(Beginning of Data listing)

//! Jacobian point formulas for `y² = x³ − 3x + b`.
//!
//! All functions operate in place on the first point's coordinates, using a
//! caller-owned [`Workplace`] so the hot path never allocates. The infinity
//! and equal-operand branches are value-dependent; scalar multiplication
//! never reaches them with secret-dependent operands because it always
//! doubles, always adds, and selects by masking (see `scalar`).

use montfield::{FieldElement, MontCtx, Scratchpad};
use subtle::Choice;

/// Scratch field elements for the point formulas, plus the multiplication
/// scratchpad. One workplace per concurrent operation; the contents are
/// zeroized when dropped.
pub(crate) struct Workplace {
    pub a: FieldElement,
    pub b: FieldElement,
    pub c: FieldElement,
    pub d: FieldElement,
    pub e: FieldElement,
    pub f: FieldElement,
    pub g: FieldElement,
    pub h: FieldElement,
    pub scratch: Scratchpad,
}

impl Workplace {
    pub(crate) fn new(mont: &MontCtx) -> Self {
        Self {
            a: mont.alloc(),
            b: mont.alloc(),
            c: mont.alloc(),
            d: mont.alloc(),
            e: mont.alloc(),
            f: mont.alloc(),
            g: mont.alloc(),
            h: mont.alloc(),
            scratch: mont.scratchpad(),
        }
    }
}

/// Write the canonical point at infinity (1, 1, 0).
pub(crate) fn set_infinity(
    mont: &MontCtx,
    x: &mut FieldElement,
    y: &mut FieldElement,
    z: &mut FieldElement,
) {
    mont.set_one(x);
    mont.set_one(y);
    mont.set_zero(z);
}

/// Double a point in place: (X, Y, Z) ← 2·(X, Y, Z).
///
/// Uses the `a = −3` doubling sequence. A zero Y needs no special handling;
/// the formulas already produce Z₃ = 0.
pub(crate) fn full_double(
    mont: &MontCtx,
    wp: &mut Workplace,
    x: &mut FieldElement,
    y: &mut FieldElement,
    z: &mut FieldElement,
) {
    if bool::from(mont.is_zero(z)) {
        set_infinity(mont, x, y, z);
        return;
    }

    mont.square(&mut wp.a, z, &mut wp.scratch); // delta = Z1²
    mont.square(&mut wp.b, y, &mut wp.scratch); // gamma = Y1²
    mont.mul(&mut wp.c, x, &wp.b, &mut wp.scratch); // beta = X1·gamma
    mont.sub(&mut wp.d, x, &wp.a);
    mont.add(&mut wp.e, x, &wp.a);
    mont.mul_assign(&mut wp.d, &wp.e, &mut wp.scratch);
    mont.add(&mut wp.e, &wp.d, &wp.d);
    mont.add_assign(&mut wp.d, &wp.e); // alpha = 3·(X1−delta)·(X1+delta)

    mont.add_assign(z, y);
    mont.square_assign(z, &mut wp.scratch);
    mont.sub_assign(z, &wp.b);
    mont.sub_assign(z, &wp.a); // Z3 = (Y1+Z1)² − gamma − delta

    mont.square(x, &wp.d, &mut wp.scratch);
    mont.add(&mut wp.e, &wp.c, &wp.c);
    mont.double_assign(&mut wp.e);
    mont.double_assign(&mut wp.e);
    mont.sub_assign(x, &wp.e); // X3 = alpha² − 8·beta

    mont.add(&mut wp.e, &wp.c, &wp.c);
    mont.add(y, &wp.e, &wp.e);
    mont.sub_assign(y, x);
    mont.mul_assign(y, &wp.d, &mut wp.scratch);
    mont.square(&mut wp.e, &wp.b, &mut wp.scratch);
    mont.double_assign(&mut wp.e);
    mont.double_assign(&mut wp.e);
    mont.double_assign(&mut wp.e);
    mont.sub_assign(y, &wp.e); // Y3 = alpha·(4·beta − X3) − 8·gamma²
}

/// Mixed addition in place: (X1, Y1, Z1) ← (X1, Y1, Z1) + (x2, y2, 1).
///
/// The affine operand encodes the point at infinity as (0, 0).
pub(crate) fn mix_add(
    mont: &MontCtx,
    wp: &mut Workplace,
    x1: &mut FieldElement,
    y1: &mut FieldElement,
    z1: &mut FieldElement,
    x2: &FieldElement,
    y2: &FieldElement,
) {
    // Second term may be the point at infinity, encoded as (0, 0). Checked
    // first: lifting (0, 0) to Z = 1 would not be a valid point.
    if bool::from(mont.is_zero(x2) & mont.is_zero(y2)) {
        return;
    }

    // First term may be the point at infinity
    if bool::from(mont.is_zero(z1)) {
        mont.copy(x1, x2);
        mont.copy(y1, y2);
        mont.set_one(z1);
        return;
    }

    mont.square(&mut wp.a, z1, &mut wp.scratch); // Z1Z1
    mont.mul(&mut wp.b, x2, &wp.a, &mut wp.scratch); // U2
    mont.mul(&mut wp.c, y2, z1, &mut wp.scratch);
    mont.mul_assign(&mut wp.c, &wp.a, &mut wp.scratch); // S2 = Y2·Z1·Z1Z1

    // With (x2, y2) lifted to (U2, S2, Z1) we can detect P1 = ±P2
    if bool::from(mont.ct_eq(x1, &wp.b)) {
        if bool::from(mont.ct_eq(y1, &wp.c)) {
            full_double(mont, wp, x1, y1, z1);
        } else {
            set_infinity(mont, x1, y1, z1);
        }
        return;
    }

    mont.sub_assign(&mut wp.b, x1); // H = U2 − X1
    mont.square(&mut wp.d, &wp.b, &mut wp.scratch); // HH
    mont.add(&mut wp.e, &wp.d, &wp.d);
    mont.double_assign(&mut wp.e); // I = 4·HH
    mont.mul(&mut wp.f, &wp.b, &wp.e, &mut wp.scratch); // J = H·I

    mont.sub_assign(&mut wp.c, y1);
    mont.double_assign(&mut wp.c); // r = 2·(S2 − Y1)
    mont.mul_assign(&mut wp.e, x1, &mut wp.scratch); // V = X1·I

    mont.square(x1, &wp.c, &mut wp.scratch);
    mont.sub_assign(x1, &wp.f);
    mont.sub_assign(x1, &wp.e);
    mont.sub_assign(x1, &wp.e); // X3 = r² − J − 2·V

    mont.mul_assign(&mut wp.f, y1, &mut wp.scratch);
    mont.double_assign(&mut wp.f); // 2·Y1·J
    mont.sub(y1, &wp.e, x1);
    mont.mul_assign(y1, &wp.c, &mut wp.scratch);
    mont.sub_assign(y1, &wp.f); // Y3 = r·(V − X3) − 2·Y1·J

    mont.add_assign(z1, &wp.b);
    mont.square_assign(z1, &mut wp.scratch);
    mont.sub_assign(z1, &wp.a);
    mont.sub_assign(z1, &wp.d); // Z3 = (Z1+H)² − Z1Z1 − HH
}

/// Full Jacobian addition in place:
/// (X1, Y1, Z1) ← (X1, Y1, Z1) + (x2, y2, z2).
pub(crate) fn full_add(
    mont: &MontCtx,
    wp: &mut Workplace,
    x1: &mut FieldElement,
    y1: &mut FieldElement,
    z1: &mut FieldElement,
    x2: &FieldElement,
    y2: &FieldElement,
    z2: &FieldElement,
) {
    // First term may be the point at infinity
    if bool::from(mont.is_zero(z1)) {
        mont.copy(x1, x2);
        mont.copy(y1, y2);
        mont.copy(z1, z2);
        return;
    }

    // Second term may be the point at infinity
    if bool::from(mont.is_zero(z2)) {
        return;
    }

    mont.square(&mut wp.a, z1, &mut wp.scratch); // Z1Z1
    mont.square(&mut wp.b, z2, &mut wp.scratch); // Z2Z2
    mont.mul(&mut wp.c, x1, &wp.b, &mut wp.scratch); // U1
    mont.mul(&mut wp.d, x2, &wp.a, &mut wp.scratch); // U2
    mont.mul(&mut wp.e, y1, z2, &mut wp.scratch);
    mont.mul_assign(&mut wp.e, &wp.b, &mut wp.scratch); // S1 = Y1·Z2·Z2Z2
    mont.mul(&mut wp.f, y2, z1, &mut wp.scratch);
    mont.mul_assign(&mut wp.f, &wp.a, &mut wp.scratch); // S2 = Y2·Z1·Z1Z1

    // P1 = ±P2 needs the dedicated formulas
    if bool::from(mont.ct_eq(&wp.c, &wp.d)) {
        if bool::from(mont.ct_eq(&wp.e, &wp.f)) {
            full_double(mont, wp, x1, y1, z1);
        } else {
            set_infinity(mont, x1, y1, z1);
        }
        return;
    }

    mont.sub_assign(&mut wp.d, &wp.c); // H = U2 − U1
    mont.add(&mut wp.g, &wp.d, &wp.d);
    mont.square_assign(&mut wp.g, &mut wp.scratch); // I = (2·H)²
    mont.mul(&mut wp.h, &wp.d, &wp.g, &mut wp.scratch); // J = H·I
    mont.sub_assign(&mut wp.f, &wp.e);
    mont.double_assign(&mut wp.f); // r = 2·(S2 − S1)
    mont.mul_assign(&mut wp.c, &wp.g, &mut wp.scratch); // V = U1·I

    mont.square(x1, &wp.f, &mut wp.scratch);
    mont.sub_assign(x1, &wp.h);
    mont.sub_assign(x1, &wp.c);
    mont.sub_assign(x1, &wp.c); // X3 = r² − J − 2·V

    mont.sub(y1, &wp.c, x1);
    mont.mul_assign(y1, &wp.f, &mut wp.scratch);
    mont.mul(&mut wp.g, &wp.e, &wp.h, &mut wp.scratch);
    mont.double_assign(&mut wp.g);
    mont.sub_assign(y1, &wp.g); // Y3 = r·(V − X3) − 2·S1·J

    mont.add_assign(z1, z2);
    mont.square_assign(z1, &mut wp.scratch);
    mont.sub_assign(z1, &wp.a);
    mont.sub_assign(z1, &wp.b);
    mont.mul_assign(z1, &wp.d, &mut wp.scratch); // Z3 = ((Z1+Z2)² − Z1Z1 − Z2Z2)·H
}

/// Affine form of a Jacobian point: (X/Z², Y/Z³), or (0, 0) for the point
/// at infinity.
pub(crate) fn normalize_coords(
    mont: &MontCtx,
    wp: &mut Workplace,
    out_x: &mut FieldElement,
    out_y: &mut FieldElement,
    x: &FieldElement,
    y: &FieldElement,
    z: &FieldElement,
) {
    if bool::from(mont.is_zero(z)) {
        mont.set_zero(out_x);
        mont.set_zero(out_y);
        return;
    }

    mont.inv_prime(&mut wp.a, z, &mut wp.scratch);
    mont.square(&mut wp.b, &wp.a, &mut wp.scratch);
    mont.mul(&mut wp.c, &wp.b, &wp.a, &mut wp.scratch);
    mont.mul(out_x, x, &wp.b, &mut wp.scratch);
    mont.mul(out_y, y, &wp.c, &mut wp.scratch);
}

/// Whether affine (x, y) satisfies y² = x³ − 3x + b.
pub(crate) fn on_curve(
    mont: &MontCtx,
    wp: &mut Workplace,
    x: &FieldElement,
    y: &FieldElement,
    b: &FieldElement,
) -> Choice {
    mont.square(&mut wp.a, y, &mut wp.scratch);
    mont.square(&mut wp.c, x, &mut wp.scratch);
    mont.mul_assign(&mut wp.c, x, &mut wp.scratch);
    mont.sub_assign(&mut wp.c, x);
    mont.sub_assign(&mut wp.c, x);
    mont.sub_assign(&mut wp.c, x);
    mont.add_assign(&mut wp.c, b);
    mont.ct_eq(&wp.a, &wp.c)
}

(End of Data listing)

What the task asks
List all lines above in which the string "multiplication" appears.

Response to the exercise
//! and equal-operand branches are value-dependent; scalar multiplication
/// Scratch field elements for the point formulas, plus the multiplication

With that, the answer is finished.